Dr Conway explains, “This is a very exciting study and I'm delighted to be given the opportunity to work in partnership with BRACE and Frenchay Hospital. It is critical that we gain better insights into the pathogenesis of AD as it is estimated that there will be around 34 million people suffering from dementia worldwide by 2025.
“Despite extensive research we need to improve our understanding of the chemistry of cellular deterioration that can occur in the brains of people with AD so that we can develop better treatments.
“In healthy individuals, the brain uses a chemical called glutamate to control memory and learning. If the glutamate reaches high levels, however, it becomes toxic to the brain cells and may help cause dementia. There is a protein that controls glutamate levels and we need to find out what happens to this protein in the brains of people with dementia.
“Glutamate levels in the brain are controlled by a protein called the branched chain amniotransferase (BCAT). It is possible that regulation of the hBCAT proteins in patients with AD is directly linked to glutamate toxicity.
“If we can ascertain how hBCAT controls glutamate during disease conditions we will come closer to understanding how to develop treatments that may delay or even prevent the progression of AD.
“There has been some success through use of gabapentin, an anti-epileptic drug used to treat some patients with AD that is known to inhibit the hBCAT proteins in reducing the levels of glutamate. However, the chemical mechanism by which the drug does this is not clearly understood. Our research also aims to investigate this further.”
The project will begin in June 2010 and will run for three years. Organ donation is being organised through the human tissue authority licensed research brain bank based at Frenchay Hospital with aspects of the work carried out in collaboration with Dr Katy Chalmers (Research Associate). Katy is also second supervisor together with Dr Conway for the BRACE scholar.

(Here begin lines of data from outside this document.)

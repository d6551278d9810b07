//! Batch runs over a job dataset.

use std::path::{Path, PathBuf};

use serde::Deserialize;
use tracing::{debug, info};

use super::pipeline::{HumoPipeline, InferenceRequest};
use crate::config::ConfigError;
use crate::error::{PipelineError, Result};
use crate::utils::rng::job_seed;
use crate::utils::video_io::save_sample;

/// One entry of the dataset, consumed once.
#[derive(Debug, Clone, PartialEq, Eq)]
pub struct GenerationJob {
    pub item_name: String,
    pub text: String,
    pub audio: Option<PathBuf>,
    pub ref_images: Vec<PathBuf>,
}

#[derive(Debug, Deserialize)]
#[serde(untagged)]
enum ImagePaths {
    Many(Vec<String>),
    One(String),
}

impl Default for ImagePaths {
    fn default() -> Self {
        ImagePaths::One(String::new())
    }
}

impl ImagePaths {
    fn into_paths(self) -> Vec<PathBuf> {
        let paths = match self {
            ImagePaths::Many(v) => v,
            ImagePaths::One(s) => vec![s],
        };
        paths
            .into_iter()
            .filter(|p| !p.is_empty())
            .map(PathBuf::from)
            .collect()
    }
}

#[derive(Debug, Deserialize)]
struct JobRecord {
    prompt: String,
    #[serde(default)]
    audio_path: Option<String>,
    #[serde(default)]
    img_paths: ImagePaths,
}

/// Parses `{ item: { "prompt", "audio_path"?, "img_paths"? } }`, keeping file order.
pub fn parse_jobs(json: &str) -> Result<Vec<GenerationJob>> {
    let records: serde_json::Map<String, serde_json::Value> = serde_json::from_str(json)?;
    records
        .into_iter()
        .map(|(item_name, value)| {
            let record: JobRecord = serde_json::from_value(value)?;
            Ok(GenerationJob {
                item_name,
                text: record.prompt,
                audio: record
                    .audio_path
                    .filter(|p| !p.is_empty())
                    .map(PathBuf::from),
                ref_images: record.img_paths.into_paths(),
            })
        })
        .collect()
}

/// Reads a `.json` job dataset; other sources are rejected.
pub fn load_jobs(path: &Path) -> Result<Vec<GenerationJob>> {
    if path.extension().and_then(|e| e.to_str()) != Some("json") {
        return Err(ConfigError::UnsupportedPromptSource(path.to_path_buf()).into());
    }
    let json = std::fs::read_to_string(path).map_err(|e| PipelineError::io(path, e))?;
    parse_jobs(&json)
}

#[derive(Debug, Clone, PartialEq, Eq)]
pub struct FinishedJob {
    pub item_name: String,
    /// Seed the noise was drawn with.
    pub seed: u64,
    pub path: PathBuf,
}

#[derive(Debug, Clone, Default)]
pub struct RunSummary {
    pub finished: Vec<FinishedJob>,
}

/// Runs every job in order; the first failure aborts the run.
pub fn inference_loop(
    pipeline: &mut HumoPipeline<'_>,
    jobs: Vec<GenerationJob>,
) -> Result<RunSummary> {
    let mut summary = RunSummary::default();
    let total = jobs.len();
    for (i, job) in jobs.into_iter().enumerate() {
        let config = pipeline.config();
        let mode = config.mode;
        let seed = job_seed(config.seed);
        let output_dir = config.output_dir.clone();
        let fps = config.fps;

        let request = InferenceRequest {
            prompt: job.text,
            negative_prompt: String::new(),
            ref_images: if mode.uses_image() {
                job.ref_images
            } else {
                Vec::new()
            },
            audio: job.audio.filter(|_| mode.uses_audio()),
            seed,
        };
        info!(item = %job.item_name, index = i + 1, total, seed, "starting job");
        let video = pipeline.inference(&request)?;

        let effective_seed = video.seed;
        let stem = output_dir.join(format!("{}_seed{}", job.item_name, effective_seed));
        let path = save_sample(&video.frames, &stem, fps)?;
        drop(video);
        info!("Finished {}, saved to {}", job.item_name, path.display());

        pipeline.models().scope().release_transient()?;
        let transitions = pipeline.models_mut().take_transitions();
        debug!(item = %job.item_name, transitions = transitions.len(), "residency changes");

        summary.finished.push(FinishedJob {
            item_name: job.item_name,
            seed: effective_seed,
            path,
        });
    }
    Ok(summary)
}
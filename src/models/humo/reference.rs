//! Reference images and the latent-space templates built around them.

use std::path::Path;

use candle_core::{DType, Device, Tensor};
use image::{DynamicImage, Rgb, RgbImage, imageops::FilterType};
use tracing::debug;

use super::pipeline::VideoVae;
use crate::config::ConfigError;
use crate::error::{PipelineError, Result};

/// Placement of a resized image inside the letterboxed canvas.
#[derive(Debug, Clone, Copy, PartialEq, Eq)]
pub struct Letterbox {
    pub resized: (u32, u32),
    pub left: u32,
    pub top: u32,
    pub right: u32,
    pub bottom: u32,
}

/// Fits `src` into `target` keeping the aspect ratio; the odd padding pixel goes right/bottom.
pub fn letterbox_dims(src: (u32, u32), target: (u32, u32)) -> Letterbox {
    let (sw, sh) = src;
    let (tw, th) = target;
    let img_ratio = sw as f64 / sh as f64;
    let target_ratio = tw as f64 / th as f64;
    let (nw, nh) = if img_ratio > target_ratio {
        (tw, (tw as f64 / img_ratio) as u32)
    } else {
        ((th as f64 * img_ratio) as u32, th)
    };
    let (nw, nh) = (nw.clamp(1, tw), nh.clamp(1, th));
    let (dw, dh) = (tw - nw, th - nh);
    Letterbox {
        resized: (nw, nh),
        left: dw / 2,
        top: dh / 2,
        right: dw - dw / 2,
        bottom: dh - dh / 2,
    }
}

/// Lanczos-resizes `img` into a white `width × height` canvas.
pub fn letterbox(img: &DynamicImage, width: u32, height: u32) -> RgbImage {
    let layout = letterbox_dims((img.width(), img.height()), (width, height));
    let (nw, nh) = layout.resized;
    let resized = img.resize_exact(nw, nh, FilterType::Lanczos3).to_rgb8();
    let mut canvas = RgbImage::from_pixel(width, height, Rgb([255, 255, 255]));
    image::imageops::replace(
        &mut canvas,
        &resized,
        i64::from(layout.left),
        i64::from(layout.top),
    );
    canvas
}

/// `(3, 1, H, W)` tensor in `[-1, 1]`.
pub fn image_to_tensor(img: &RgbImage, device: &Device) -> Result<Tensor> {
    let (w, h) = img.dimensions();
    let data = img.as_raw().clone();
    let t = Tensor::from_vec(data, (h as usize, w as usize, 3), device)?
        .permute((2, 0, 1))?
        .to_dtype(DType::F32)?
        .affine(1.0 / 127.5, -1.0)?
        .unsqueeze(1)?;
    Ok(t)
}

pub fn load_reference_image(
    path: &Path,
    width: usize,
    height: usize,
    device: &Device,
) -> Result<Tensor> {
    let bytes = std::fs::read(path).map_err(|e| PipelineError::io(path, e))?;
    let img = image::load_from_memory(&bytes).map_err(|source| PipelineError::Image {
        path: path.to_path_buf(),
        source,
    })?;
    let canvas = letterbox(&img, width as u32, height as u32);
    image_to_tensor(&canvas, device)
}

/// Placeholder reference when the job has no image: `zeros(z_dim, 1, h, w)`.
pub fn empty_reference_latent(
    z_dim: usize,
    latent_size: (usize, usize),
    device: &Device,
) -> Result<Tensor> {
    let (h, w) = latent_size;
    Ok(Tensor::zeros((z_dim, 1, h, w), DType::F32, device)?)
}

/// Encodes every image separately and concatenates the latents along time.
pub fn encode_reference_latents(
    vae: &dyn VideoVae,
    paths: &[impl AsRef<Path>],
    width: usize,
    height: usize,
    device: &Device,
) -> Result<Tensor> {
    let mut latents = Vec::with_capacity(paths.len());
    for path in paths {
        let pixels = load_reference_image(path.as_ref(), width, height, device)?;
        let mut encoded = vae.encode(&[pixels])?;
        let Some(latent) = encoded.pop() else {
            return Err(PipelineError::shape("VAE returned no latent"));
        };
        debug!(path = %path.as_ref().display(), shape = ?latent.dims(), dtype = ?latent.dtype(), "reference latent");
        // the zero latent and the mask it is concatenated with are f32
        latents.push(latent.to_dtype(DType::F32)?);
    }
    Ok(Tensor::cat(&latents, 1)?)
}

/// Latent of a blank clip, sliced to the needed length for the unconditioned frames.
#[derive(Debug, Clone)]
pub struct ZeroLatentTemplate {
    /// `(z_dim, T_max, h, w)`
    latent: Tensor,
}

impl ZeroLatentTemplate {
    pub const TENSOR_NAME: &'static str = "zero_vae";

    pub fn new(latent: Tensor) -> Result<Self> {
        let latent = match latent.rank() {
            4 => latent,
            5 => latent.squeeze(0)?,
            r => {
                return Err(PipelineError::shape(format!(
                    "zero latent must be rank 4, got rank {r}"
                )));
            }
        };
        Ok(Self {
            latent: latent.to_dtype(DType::F32)?,
        })
    }

    /// Loads the tensor named `zero_vae`, or the only tensor of the file.
    pub fn load(path: &Path, device: &Device) -> Result<Self> {
        if !path.exists() {
            return Err(PipelineError::io(
                path,
                std::io::Error::new(std::io::ErrorKind::NotFound, "zero latent not found"),
            ));
        }
        let mut tensors = candle_core::safetensors::load(path, device)?;
        let latent = match tensors.remove(Self::TENSOR_NAME) {
            Some(t) => t,
            None if tensors.len() == 1 => tensors
                .into_values()
                .next()
                .ok_or_else(|| PipelineError::shape("empty zero latent file"))?,
            None => {
                return Err(PipelineError::shape(format!(
                    "{} has no tensor named {}",
                    path.display(),
                    Self::TENSOR_NAME
                )));
            }
        };
        Self::new(latent)
    }

    /// All-zero template, for dry runs without an encoded blank clip.
    pub fn zeros(
        z_dim: usize,
        frames: usize,
        latent_size: (usize, usize),
        device: &Device,
    ) -> Result<Self> {
        let (h, w) = latent_size;
        Self::new(Tensor::zeros((z_dim, frames, h, w), DType::F32, device)?)
    }

    pub fn channels(&self) -> usize {
        self.latent.dims()[0]
    }

    pub fn frames(&self) -> usize {
        self.latent.dims()[1]
    }

    /// First `len` frames, on `device`.
    pub fn prefix(&self, len: usize, device: &Device) -> Result<Tensor> {
        let available = self.frames();
        if len > available {
            return Err(ConfigError::ZeroLatentTooShort {
                available,
                required: len,
            }
            .into());
        }
        Ok(self.latent.narrow(1, 0, len)?.to_device(device)?)
    }
}

#[cfg(test)]
mod tests {
    use super::*;

    #[test]
    fn test_square_into_landscape() {
        let l = letterbox_dims((512, 512), (832, 480));
        assert_eq!(l.resized, (480, 480));
        assert_eq!((l.left, l.right), (176, 176));
        assert_eq!((l.top, l.bottom), (0, 0));
    }

    #[test]
    fn test_odd_padding_goes_right() {
        let l = letterbox_dims((100, 100), (33, 16));
        assert_eq!(l.resized, (16, 16));
        assert_eq!((l.left, l.right), (8, 9));
    }

    #[test]
    fn test_image_to_tensor_range() -> Result<()> {
        let mut img = RgbImage::from_pixel(2, 2, Rgb([255, 255, 255]));
        img.put_pixel(0, 0, Rgb([0, 0, 0]));
        let t = image_to_tensor(&img, &Device::Cpu)?;
        assert_eq!(t.dims(), &[3, 1, 2, 2]);
        let v = t.flatten_all()?.to_vec1::<f32>()?;
        assert_eq!(v[0], -1.0);
        assert!((v[1] - 1.0).abs() < 1e-6);
        Ok(())
    }

    #[test]
    fn test_zero_template_too_short() -> Result<()> {
        let tpl = ZeroLatentTemplate::zeros(16, 4, (2, 2), &Device::Cpu)?;
        assert!(tpl.prefix(4, &Device::Cpu).is_ok());
        let err = tpl.prefix(5, &Device::Cpu).unwrap_err();
        assert!(matches!(
            err,
            PipelineError::Config(ConfigError::ZeroLatentTooShort { .. })
        ));
        Ok(())
    }
}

BRACE (Bristol Research into Alzheimer's and Care of the Elderly) is a registered charity established in 1987 to finance research into conditions of the elderly, particularly Alzheimer's Disease. BRACE supports research projects undertaken in universities and hospitals in the South West of the UK, particularly in Bristol, which is a centre of excellence for neuroscience research.
BRACE has raised over £10 million to help support diverse research projects into all aspects of dementia. On average BRACE supports 15 researchers at any one time from PhD students to Senior Research Fellows.